As well as visiting the young carers groups, Ivin spent time with Carers Trust which provides assistance and regular meetings so unpaid carers can get a break from their caring duties, meet other caregivers and be signposted to relevant support.


"For one of my grandchildren, my mum knit this octopus with spiral tentacles. I can’t believe it when I go to my son’s house and look at that. She did that three and a half years ago, she can’t do anything now." Sue.


Ivin found just how much carer valued this respite, even if it's a few hours a week.

“Carers can become unwell, unhappy or isolated because they are so burnt out from caring for a loved one,” he says. "It can be a very isolating situation because the person you're caring for is so dependent on you. This can prevent you from living your own life, it can make it very difficult to 'switch off' and relax.”


"It feels like we're almost forgotten – before Covid, during Covid and after Covid. We're like a secret army of people and there's millions of us. And we're doing this very valuable work because we want to, often because we have no choice and because it matters."


The extent to which carers are undervalued is one thing that really struck Ivin.


"Often they don't get the full support they require," he says. "Often carers don't realise the support they're entitled to - particularly when they begin to care.
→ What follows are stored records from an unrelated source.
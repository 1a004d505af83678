//! Canonical byte encoding of license properties.
//!
//! The signed payload is derived from the property map as follows: every
//! property except `signature` is taken, keys are sorted ascending by their
//! byte-wise string order, and for each key the key's UTF-16 code units are
//! appended big-endian, followed by the value's, with no length prefixes and
//! no separators. License files are verified by other implementations of
//! this scheme, so the exact byte layout is a wire contract: a different
//! character width, sort order, or any added framing breaks every signature
//! already issued.

use std::collections::BTreeMap;

/// Reserved property key holding the Base64 signature in license files.
/// Never part of the signed payload.
pub const SIGNATURE_PROPERTY: &str = "signature";

/// Encodes the properties into the byte sequence that gets signed.
///
/// Pure and deterministic: the same map yields bit-identical output no
/// matter the order the properties were inserted in.
#[must_use]
pub fn signed_payload(properties: &BTreeMap<String, String>) -> Vec<u8> {
    let mut buf = Vec::new();
    for (key, value) in properties {
        if key == SIGNATURE_PROPERTY {
            continue;
        }
        append_utf16_be(&mut buf, key);
        append_utf16_be(&mut buf, value);
    }
    buf
}

/// Appends the string's UTF-16 code units in big-endian byte order.
/// Characters outside the BMP become surrogate pairs.
fn append_utf16_be(buf: &mut Vec<u8>, s: &str) {
    for unit in s.encode_utf16() {
        buf.extend_from_slice(&unit.to_be_bytes());
    }
}
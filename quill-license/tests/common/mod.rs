//! Shared test helpers for license tests.

#![allow(dead_code)]

use std::sync::OnceLock;

use rand::rngs::StdRng;
use rand::SeedableRng;
use rsa::pkcs8::{EncodePrivateKey, EncodePublicKey};
use rsa::RsaPrivateKey;

use quill_license::{LicenseManager, SignatureEngine};

/// Returns DER key material (SubjectPublicKeyInfo, PKCS#8) generated once
/// per test binary from a fixed seed.
pub fn test_keys() -> &'static (Vec<u8>, Vec<u8>) {
    static KEYS: OnceLock<(Vec<u8>, Vec<u8>)> = OnceLock::new();
    KEYS.get_or_init(|| {
        let mut rng = StdRng::seed_from_u64(0x5163_1155_ab1e_71e5);
        let private = RsaPrivateKey::new(&mut rng, 2048).expect("generate RSA key");
        let public_der = private
            .to_public_key()
            .to_public_key_der()
            .expect("encode public key")
            .into_vec();
        let private_der = private
            .to_pkcs8_der()
            .expect("encode private key")
            .as_bytes()
            .to_vec();
        (public_der, private_der)
    })
}

/// An engine holding both halves of the test key pair.
pub fn signing_engine() -> SignatureEngine {
    let (public, private) = test_keys();
    SignatureEngine::new(public, Some(private)).expect("create engine")
}

/// An engine holding only the public half of the test key pair.
pub fn verifying_engine() -> SignatureEngine {
    let (public, _) = test_keys();
    SignatureEngine::new(public, None).expect("create engine")
}

/// A manager able to both write and read license files.
pub fn signing_manager() -> LicenseManager {
    let (public, private) = test_keys();
    LicenseManager::new(public, Some(private)).expect("create manager")
}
Sometimes they don't even realise they are a carer. They just see it as helping a family member."


"Being a carer of someone with Alzheimers is the most challenging experience I have ever had to deal with. I do find it stressful, it affects my health as well. There are moments, though, where we have some quite nice times. We’ve been married for 50 years. He was really nice last night, he said, 'Thank you for all you’re doing and I do love you.' Things like that which he doesn’t say very often, but it is nice to hear him say it." Jilly.